The finding, published Thursday in the journal Science, could help explain how the first spoken language emerged, spread and contributed to the evolutionary success of the human species.
Quentin Atkinson, an evolutionary psychologist at the University of Auckland in New Zealand and author of the study, found that the first migrating populations leaving Africa laid the groundwork for all the world's cultures by taking their single language with them—the mother of all mother tongues.
"It was the catalyst that spurred the human expansion that we all are a product of," Dr. Atkinson said.

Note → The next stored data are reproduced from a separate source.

use chrono::NaiveDate;
use crossterm::event::KeyEvent;
use ratatui::{
    layout::Rect,
    style::{Color, Modifier, Style},
    text::{Line, Span},
    widgets::{Block, Borders, List, ListItem, ListState},
    Frame,
};
use tracing::{debug, trace, warn};

use crate::data::GatewayError;
use crate::game::{sort_games, GameState, GameSummary};
use crate::keys::{Binding, KeyMap};
use crate::message::{Command, Message, Screen, Viewport};

use super::Refresher;

#[derive(Debug, Clone, PartialEq, Eq)]
enum Status {
    Loading,
    Ready,
    Failed(String),
}

pub struct GameList {
    keys: &'static KeyMap,
    league: &'static str,
    date: NaiveDate,
    games: Vec<GameSummary>,
    state: ListState,
    filter_live: bool,
    status: Status,
    refresher: Refresher,
    viewport: Viewport,
}

impl GameList {
    pub fn new(
        keys: &'static KeyMap,
        league: &'static str,
        date: NaiveDate,
        refresh: std::time::Duration,
    ) -> Self {
        let mut state = ListState::default();
        state.select(Some(0));

        Self {
            keys,
            league,
            date,
            games: Vec::new(),
            state,
            filter_live: false,
            status: Status::Loading,
            refresher: Refresher::new(Screen::GameList, refresh),
            viewport: Viewport::default(),
        }
    }

    /// Initial load.
    pub fn activate(&mut self) -> Vec<Command> {
        self.refresh()
    }

    /// Picks the tick chain back up after the feed screen was showing.
    pub fn resume(&mut self) -> Vec<Command> {
        if self.refresher.in_flight() {
            // The outstanding fetch re-arms on completion.
            return Vec::new();
        }
        vec![self.refresher.arm()]
    }

    pub fn set_viewport(&mut self, viewport: Viewport) {
        self.viewport = viewport;
    }

    #[cfg(test)]
    pub fn viewport(&self) -> Viewport {
        self.viewport
    }

    pub fn keybinds(&self) -> Vec<&'static Binding> {
        vec![&self.keys.watch, &self.keys.live_filter]
    }

    pub fn handle_event(&mut self, msg: Message) -> Vec<Command> {
        match msg {
            Message::Key(key) => self.on_key(key),
            Message::Tick { generation, .. } => {
                if self.refresher.is_current(generation) {
                    self.refresh()
                } else {
                    trace!(generation, "ignoring superseded game list tick");
                    Vec::new()
                }
            }
            Message::GamesFetched(result) => self.on_games(result),
            Message::Resize { .. } | Message::PlaysFetched { .. } => Vec::new(),
        }
    }

    pub fn selected_game(&self) -> Option<&GameSummary> {
        let idx = self.state.selected()?;
        self.filtered_games().get(idx).copied()
    }

    pub fn title(&self) -> String {
        match &self.status {
            Status::Loading => "Loading games..".to_string(),
            Status::Ready => format!("{} : {}", self.league, self.date.format("%d %b")),
            Status::Failed(err) => format!("Failed to fetch games: {err}"),
        }
    }

    pub fn render(&mut self, f: &mut Frame, area: Rect) {
        let area = Rect {
            height: area.height.min(self.viewport.height),
            ..area
        };

        let items: Vec<ListItem> = self
            .filtered_games()
            .iter()
            .map(|game| {
                let status_color = if game.state == GameState::InProgress {
                    Color::Red
                } else {
                    Color::Gray
                };
                let mut lines = vec![
                    Line::from(Span::styled(
                        game.title(),
                        Style::default().add_modifier(Modifier::BOLD),
                    )),
                    Line::from(Span::styled(
                        game.description(),
                        Style::default().fg(status_color),
                    )),
                ];
                if let Some(situation) = game.situation() {
                    lines.push(Line::from(Span::styled(
                        situation.to_string(),
                        Style::default().add_modifier(Modifier::DIM),
                    )));
                }
                ListItem::new(lines)
            })
            .collect();

        let title = if self.filter_live {
            format!(" {} (live) ", self.title())
        } else {
            format!(" {} ", self.title())
        };

        let games_list = List::new(items)
            .block(Block::default().title(title).borders(Borders::ALL))
            .highlight_style(
                Style::default()
                    .add_modifier(Modifier::BOLD)
                    .bg(Color::DarkGray)
                    .fg(Color::White),
            );

        f.render_stateful_widget(games_list, area, &mut self.state);
    }

    fn on_key(&mut self, key: KeyEvent) -> Vec<Command> {
        if self.keys.refresh.matches(&key) {
            return self.refresh();
        }
        if self.keys.watch.matches(&key) {
            return self
                .selected_game()
                .map(|game| vec![Command::Watch(game.clone())])
                .unwrap_or_default();
        }

        if self.keys.next.matches(&key) {
            self.next();
        } else if self.keys.previous.matches(&key) {
            self.previous();
        } else if self.keys.live_filter.matches(&key) {
            self.toggle_live_filter();
        }
        Vec::new()
    }

    fn refresh(&mut self) -> Vec<Command> {
        if !self.refresher.begin() {
            trace!("game list refresh already in flight");
            return Vec::new();
        }
        debug!(date = %self.date, "fetching games");
        vec![Command::FetchGames { date: self.date }]
    }

    fn on_games(&mut self, result: Result<Vec<GameSummary>, GatewayError>) -> Vec<Command> {
        self.refresher.complete();

        match result {
            Ok(mut games) => {
                debug!(count = games.len(), "games refreshed");
                sort_games(&mut games);
                self.games = games;
                self.status = Status::Ready;
                self.clamp_selection();
            }
            Err(err) => {
                warn!(error = %err, "failed to fetch games");
                self.status = Status::Failed(err.to_string());
            }
        }

        vec![self.refresher.arm()]
    }

    fn next(&mut self) {
        let len = self.filtered_games().len();
        if len == 0 {
            return;
        }

        let i = match self.state.selected() {
            Some(i) if i + 1 < len => i + 1,
            _ => 0,
        };
        self.state.select(Some(i));
    }

    fn previous(&mut self) {
        let len = self.filtered_games().len();
        if len == 0 {
            return;
        }

        let i = match self.state.selected() {
            Some(0) | None => len - 1,
            Some(i) => i - 1,
        };
        self.state.select(Some(i));
    }

    fn toggle_live_filter(&mut self) {
        self.filter_live = !self.filter_live;
        self.state.select(Some(0));
    }

    fn clamp_selection(&mut self) {
        let len = self.filtered_games().len();
        if self.state.selected().map_or(true, |i| i >= len) {
            self.state.select(Some(0));
        }
    }

    fn filtered_games(&self) -> Vec<&GameSummary> {
        if !self.filter_live {
            self.games.iter().collect()
        } else {
            self.games
                .iter()
                .filter(|g| g.state == GameState::InProgress)
                .collect()
        }
    }
}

About 50,000 years ago—the exact timeline is debated—there was a sudden and marked shift in how modern humans behaved. They began to create cave art and bone artifacts and developed far more sophisticated hunting tools. Many experts argue that this unusual spurt in creative activity was likely caused by a key innovation: complex language, which enabled abstract thought. The work done by Dr. Atkinson supports this notion.
His research is based on phonemes, distinct units of sound such as vowels, consonants and tones, and an idea borrowed from population genetics known as "the founder effect." That principle holds that when a very small number of individuals break off from a larger population, there is a gradual loss of genetic variation and complexity in the breakaway group.
Dr. Atkinson figured that if a similar founder effect could be discerned in phonemes, it would support the idea that modern verbal communication originated on that continent and only then expanded elsewhere.